Program partners have also agreed to support the initiative through expertise and other services. Vancity will provide micro-loans advice to help facilitate the approval process, BC Hydro Power Smart kits will be provided to eligible clients to help reduce overall expenses and energy consumption and the UBC Department of Economics will help with data collection and analysis.
“Homelessness prevention, particularly for those in marginalized communities, continues to be a priority for us,” said Faye Wightman, President and CEO of Vancouver Foundation. “Access to affordable housing in Vancouver is more and more difficult, so we’re pleased to provide the Vancouver Rent Bank with not only the financial support for this critical program, but also the rent bank knowledge we have gained by supporting similar community programs in BC.”
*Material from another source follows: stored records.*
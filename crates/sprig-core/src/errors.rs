//! Error types for loading scene graphs.

use thiserror::Error;

/// Errors raised while reading a host export.
#[derive(Debug, Error)]
pub enum SceneError {
    #[error("Malformed scene JSON: {0}")]
    Json(#[from] serde_json::Error),

    #[error("Invalid scene document: {0}")]
    InvalidDocument(String),
}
“The Rent Bank has helped my daughter and I get a new place in our time of need. They were great!!” said one of the first recipients of a loan from the VRB.
In addition to providing loans for eligible clients, the VRB will provide advocacy and referral services to increase housing stability. In some cases, a loan from the VRB will not be sufficient to solve the initial crisis. The VRB will work with community organizations to provide the necessary additional supports to ensure the resources are effective at improving housing stability, and preventing the loss of housing.
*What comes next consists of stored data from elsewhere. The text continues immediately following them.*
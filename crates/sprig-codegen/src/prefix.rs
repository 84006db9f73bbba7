//! User class prefix, applied to generated markup as text.

use regex::{Captures, Regex};

use crate::error::Result;

/// Prefix every class in `class="…"` and `className="…"` attributes.
///
/// This is a textual substitution: other attributes and text content are
/// left alone, and a missing or blank prefix returns the input unchanged.
pub fn apply_prefix_to_classes(code: &str, prefix: Option<&str>) -> Result<String> {
    let prefix = match prefix {
        Some(p) if !p.trim().is_empty() => p.trim(),
        _ => return Ok(code.to_string()),
    };

    let pattern = Regex::new(r#"(^|\s)(class(?:Name)?)="([^"]*)""#)?;
    let prefixed = pattern.replace_all(code, |caps: &Captures<'_>| {
        let classes: Vec<String> = caps[3]
            .split_whitespace()
            .map(|class| match class.strip_prefix('-') {
                // Negative utilities keep the minus in front.
                Some(rest) => format!("-{prefix}{rest}"),
                None => format!("{prefix}{class}"),
            })
            .collect();
        format!(r#"{}{}="{}""#, &caps[1], &caps[2], classes.join(" "))
    });
    Ok(prefixed.into_owned())
}

#[cfg(test)]
mod tests {
    use super::*;
    use proptest::prelude::*;

    #[test]
    fn test_prefixes_class_and_class_name() {
        let code = r#"<div class="a b"><span className="flex -left-2"></span></div>"#;
        assert_eq!(
            apply_prefix_to_classes(code, Some("tw-")).unwrap(),
            r#"<div class="tw-a tw-b"><span className="tw-flex -tw-left-2"></span></div>"#
        );
    }

    #[test]
    fn test_other_attributes_untouched() {
        let code = r#"<div data-class="a" style="b" class="c">class="d"</div>"#;
        assert_eq!(
            apply_prefix_to_classes(code, Some("tw-")).unwrap(),
            r#"<div data-class="a" style="b" class="tw-c">class="d"</div>"#
        );
    }

    #[test]
    fn test_blank_prefix_is_identity() {
        let code = r#"<div class="a"></div>"#;
        assert_eq!(apply_prefix_to_classes(code, None).unwrap(), code);
        assert_eq!(apply_prefix_to_classes(code, Some("")).unwrap(), code);
        assert_eq!(apply_prefix_to_classes(code, Some("  ")).unwrap(), code);
    }

    proptest! {
        #[test]
        fn prop_no_prefix_round_trips(code in ".*") {
            prop_assert_eq!(apply_prefix_to_classes(&code, None).unwrap(), code);
        }

        #[test]
        fn prop_every_class_is_prefixed(classes in prop::collection::vec("[a-z][a-z0-9]{0,6}", 1..5)) {
            let code = format!(r#"<div class="{}"></div>"#, classes.join(" "));
            let out = apply_prefix_to_classes(&code, Some("x-")).unwrap();
            let expected: Vec<String> = classes.iter().map(|c| format!("x-{c}")).collect();
            prop_assert_eq!(out, format!(r#"<div class="{}"></div>"#, expected.join(" ")));
        }
    }
}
“For NICCS, it really comes down to the helping individuals and families through difficult times,” said Kate Hodgson, the Executive Director of the Network of Inner City Community Services, the organization that administers the loan program. “We are excited to support this innovative and important program and administer these emergency interest-free loans to low-income Vancouver residents who are facing eviction due to short-term financial crisis.”
NICCSS is administering the Vancouver Rent Bank.
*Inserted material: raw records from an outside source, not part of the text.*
impl Emitter for TailwindEmitter {
    fn framework(&self) -> Framework {
        Framework::Tailwind
    }

    /// The colour part of a colour utility, e.g. `red-500/50`.
    fn color(&self, color: Rgb, opacity: f64) -> String {
        let name = if self.round_colors {
            Some(nearest_color_name(color))
        } else {
            exact_color_name(color)
        };
        let base = match name {
            Some(name) => name.to_string(),
            None => format!("[{}]", color.to_hex()),
        };
        format!("{base}{}", opacity_suffix(opacity))
    }

    fn gradient(&self, gradient: &LinearGradient) -> String {
        const DIRECTIONS: [&str; 8] = ["t", "tr", "r", "br", "b", "bl", "l", "tl"];
        let index = ((gradient.angle_degrees() / 45.0).round() as usize) % 8;
        let mut classes = vec![format!("bg-gradient-to-{}", DIRECTIONS[index])];

        let color = |stop: &sprig_core::ColorStop| {
            self.color(stop.color.rgb(), stop.color.a * gradient.opacity)
        };
        if let Some(first) = gradient.stops.first() {
            classes.push(format!("from-{}", color(first)));
        }
        if gradient.stops.len() > 2 {
            classes.push(format!("via-{}", color(&gradient.stops[1])));
        }
        if let Some(last) = gradient.stops.last().filter(|_| gradient.stops.len() > 1) {
            classes.push(format!("to-{}", color(last)));
        }
        classes.join(" ")
    }

    fn size(&self, size: &SizeDescriptor, styles: &mut StyleDescriptor) {
        for (is_width, dimension) in [(true, size.width), (false, size.height)] {
            let (key, prefix) = if is_width { ("width", "w") } else { ("height", "h") };
            match dimension {
                Dimension::Fixed(value) => styles.insert(key, self.spacing(prefix, value)),
                Dimension::Fill if size.fills_primary(is_width) => styles.insert("flex", "flex-1"),
                Dimension::Fill => styles.insert("align-self", "self-stretch"),
                Dimension::Hug => {}
            }
        }
    }

    fn position(&self, x: f64, y: f64, styles: &mut StyleDescriptor) {
        styles.insert("position", "absolute");
        styles.insert("left", self.spacing("left", x));
        styles.insert("top", self.spacing("top", y));
    }

    fn blend(&self, opacity: f64, rotation: f64, styles: &mut StyleDescriptor) {
        if opacity < 1.0 {
            let percent = (opacity * 100.0).round() as i64;
            let class = if percent % 5 == 0 {
                format!("opacity-{percent}")
            } else {
                format!("opacity-[{}]", num(opacity))
            };
            styles.insert("opacity", class);
        }
        if rotation != 0.0 {
            styles.insert("transform", format!("rotate-[{}deg]", num(-rotation)));
            styles.insert("transform-origin", "origin-top-left");
        }
    }

    fn background(
        &self,
        paint: &PaintDescriptor,
        width: f64,
        height: f64,
        styles: &mut StyleDescriptor,
    ) {
        let value = match paint {
            PaintDescriptor::Solid { color, opacity } => {
                format!("bg-{}", self.color(*color, *opacity))
            }
            PaintDescriptor::LinearGradient(gradient) => self.gradient(gradient),
            PaintDescriptor::Image { scale_mode } => {
                let fit = match scale_mode {
                    ScaleMode::Fit => "bg-contain",
                    ScaleMode::Tile => "bg-repeat",
                    ScaleMode::Fill | ScaleMode::Crop => "bg-cover",
                };
                format!("bg-[url({})] {fit} bg-center", placeholder_url(width, height))
            }
        };
        styles.insert("background", value);
    }

    fn border(&self, stroke: &StrokeDescriptor, styles: &mut StyleDescriptor) {
        let color = self.color(stroke.color, stroke.opacity);
        match stroke.align {
            StrokeAlign::Outside => styles.insert(
                "outline",
                format!(
                    "{} outline-{color}",
                    self.border_width("outline", stroke.weight)
                ),
            ),
            StrokeAlign::Inside | StrokeAlign::Center => styles.insert(
                "border",
                format!(
                    "{} border-{color}",
                    self.border_width("border", stroke.weight)
                ),
            ),
        }
    }

    fn radius(
        &self,
        radius: &RadiusDescriptor,
        _width: f64,
        _height: f64,
        styles: &mut StyleDescriptor,
    ) {
        let value = match radius {
            RadiusDescriptor::Full => "rounded-full".to_string(),
            RadiusDescriptor::Uniform(r) => match lookup(RADII, *r, self.round_values) {
                Some(class) => class.to_string(),
                None => format!("rounded-{}", arbitrary_px(*r)),
            },
            RadiusDescriptor::Corners(c) => [
                ("tl", c.top_left),
                ("tr", c.top_right),
                ("br", c.bottom_right),
                ("bl", c.bottom_left),
            ]
            .iter()
            .filter(|(_, r)| *r > 0.0)
            .map(|(corner, r)| format!("rounded-{corner}-{}", arbitrary_px(*r)))
            .collect::<Vec<_>>()
            .join(" "),
        };
        styles.insert("border-radius", value);
    }

    fn shadows(&self, shadows: &[BoxShadow], styles: &mut StyleDescriptor) {
        let value: Vec<String> = shadows.iter().map(|s| self.shadow(s)).collect();
        styles.insert("box-shadow", format!("shadow-[{}]", value.join(",")));
    }

    fn blur(&self, blur: &BlurDescriptor, styles: &mut StyleDescriptor) {
        if let Some(radius) = blur.layer {
            styles.insert("filter", format!("blur-{}", arbitrary_px(radius)));
        }
        if let Some(radius) = blur.background {
            styles.insert(
                "backdrop-filter",
                format!("backdrop-blur-{}", arbitrary_px(radius)),
            );
        }
    }

    fn clip(&self, styles: &mut StyleDescriptor) {
        styles.insert("overflow", "overflow-hidden");
    }

    fn flow(&self, flow: &FlowLayout, styles: &mut StyleDescriptor) {
        styles.insert("display", "flex");
        if flow.direction == Direction::Column {
            styles.insert("flex-direction", "flex-col");
        }
        if flow.wrap {
            styles.insert("flex-wrap", "flex-wrap");
        }
        styles.insert(
            "justify-content",
            match flow.main_axis {
                MainAxisAlignment::Start => "justify-start",
                MainAxisAlignment::Center => "justify-center",
                MainAxisAlignment::End => "justify-end",
                MainAxisAlignment::SpaceBetween => "justify-between",
            },
        );
        styles.insert(
            "align-items",
            match flow.cross_axis {
                CrossAxisAlignment::Start => "items-start",
                CrossAxisAlignment::Center => "items-center",
                CrossAxisAlignment::End => "items-end",
                CrossAxisAlignment::Baseline => "items-baseline",
            },
        );
        if flow.gap > 0.0 && flow.main_axis != MainAxisAlignment::SpaceBetween {
            styles.insert("gap", self.spacing("gap", flow.gap));
        }
        if !flow.padding.is_zero() {
            styles.insert("padding", self.padding(&flow.padding));
        }
    }

    fn absolute_container(&self, styles: &mut StyleDescriptor) {
        if !styles.contains("position") {
            styles.insert("position", "relative");
        }
    }

    fn typography(
        &self,
        run: &TextSegment,
        fill: Option<(Rgb, f64)>,
        styles: &mut StyleDescriptor,
    ) {
        if let Some((color, opacity)) = fill {
            styles.insert("color", format!("text-{}", self.color(color, opacity)));
        }
        styles.insert(
            "font-family",
            format!("font-['{}']", run.font_name.family.replace(' ', "_")),
        );
        let size = match lookup(FONT_SIZES, run.font_size, self.round_values) {
            Some(name) => format!("text-{name}"),
            None => format!("text-{}", arbitrary_px(run.font_size)),
        };
        styles.insert("font-size", size);
        let weight = match run.font_weight {
            100 => "font-thin".to_string(),
            200 => "font-extralight".to_string(),
            300 => "font-light".to_string(),
            400 => "font-normal".to_string(),
            500 => "font-medium".to_string(),
            600 => "font-semibold".to_string(),
            700 => "font-bold".to_string(),
            800 => "font-extrabold".to_string(),
            900 => "font-black".to_string(),
            w => format!("font-[{w}]"),
        };
        styles.insert("font-weight", weight);
        if run.is_italic() {
            styles.insert("font-style", "italic");
        }
        match run.text_decoration {
            TextDecoration::Underline => styles.insert("text-decoration", "underline"),
            TextDecoration::Strikethrough => styles.insert("text-decoration", "line-through"),
            TextDecoration::None => {}
        }
        match run.text_case {
            TextCase::Upper => styles.insert("text-transform", "uppercase"),
            TextCase::Lower => styles.insert("text-transform", "lowercase"),
            TextCase::Title => styles.insert("text-transform", "capitalize"),
            TextCase::Original => {}
        }
        if run.letter_spacing.value != 0.0 {
            let value = match run.letter_spacing.unit {
                LetterSpacingUnit::Pixels => arbitrary_px(run.letter_spacing.value),
                LetterSpacingUnit::Percent => {
                    format!("[{}em]", num(run.letter_spacing.value / 100.0))
                }
            };
            styles.insert("letter-spacing", format!("tracking-{value}"));
        }
        match run.line_height {
            LineHeight::Pixels { value } => {
                styles.insert("line-height", format!("leading-{}", arbitrary_px(value)))
            }
            LineHeight::Percent { value } => {
                styles.insert("line-height", format!("leading-[{}%]", num(value)))
            }
            LineHeight::Auto => {}
        }
    }

    fn text_align(
        &self,
        horizontal: TextAlignHorizontal,
        vertical: TextAlignVertical,
        styles: &mut StyleDescriptor,
    ) {
        match horizontal {
            TextAlignHorizontal::Center => styles.insert("text-align", "text-center"),
            TextAlignHorizontal::Right => styles.insert("text-align", "text-right"),
            TextAlignHorizontal::Justified => styles.insert("text-align", "text-justify"),
            TextAlignHorizontal::Left => {}
        }
        let justify = match vertical {
            TextAlignVertical::Top => return,
            TextAlignVertical::Center => "justify-center",
            TextAlignVertical::Bottom => "justify-end",
        };
        styles.insert("display", "flex");
        styles.insert("flex-direction", "flex-col");
        styles.insert("justify-content", justify);
    }

    fn text_content(&self, text: &str, _case: TextCase) -> String {
        text.to_string()
    }

    fn attributes(&self, styles: &StyleDescriptor) -> String {
        let classes: Vec<&str> = styles
            .iter()
            .map(|(_, v)| v)
            .filter(|v| !v.is_empty())
            .collect();
        if classes.is_empty() {
            return String::new();
        }
        format!(
            "{}=\"{}\"",
            self.markup.class_attribute(),
            classes.join(" ")
        )
    }

    fn container(&self, element: &ElementSpec<'_>) -> String {
        let attributes = self.attributes(&element.styles);
        match &element.kind {
            ElementKind::Image { src } => self.markup.image(&attributes, element.name, src),
            ElementKind::Container => {
                self.markup
                    .element("div", &attributes, element.name, &element.children)
            }
        }
    }

    fn text(&self, text: &TextSpec<'_>) -> String {
        let attributes = self.attributes(&text.styles);
        let content: String = match text.runs.as_slice() {
            [run] if run.styles.is_none() => self.markup.escape_text(&run.text),
            runs => runs
                .iter()
                .map(|run| {
                    let run_attributes = run
                        .styles
                        .as_ref()
                        .map(|s| self.attributes(s))
                        .unwrap_or_default();
                    self.markup
                        .span(&run_attributes, &self.markup.escape_text(&run.text))
                })
                .collect(),
        };
        self.markup.text(&attributes, text.name, &content)
    }
}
NICCSS is a consortium of community-based organizations, resident groups and consumer groups who work together to coordinate and deliver services to children and families and individuals. Existing programs are focused on Vancouver’s inner-city population and addressing gaps in existing social services for residents in city neighbourhoods.
For more information about the Vancouver Rent Bank or an application form, visit niccss.ca/vrb or call 604-566-9685.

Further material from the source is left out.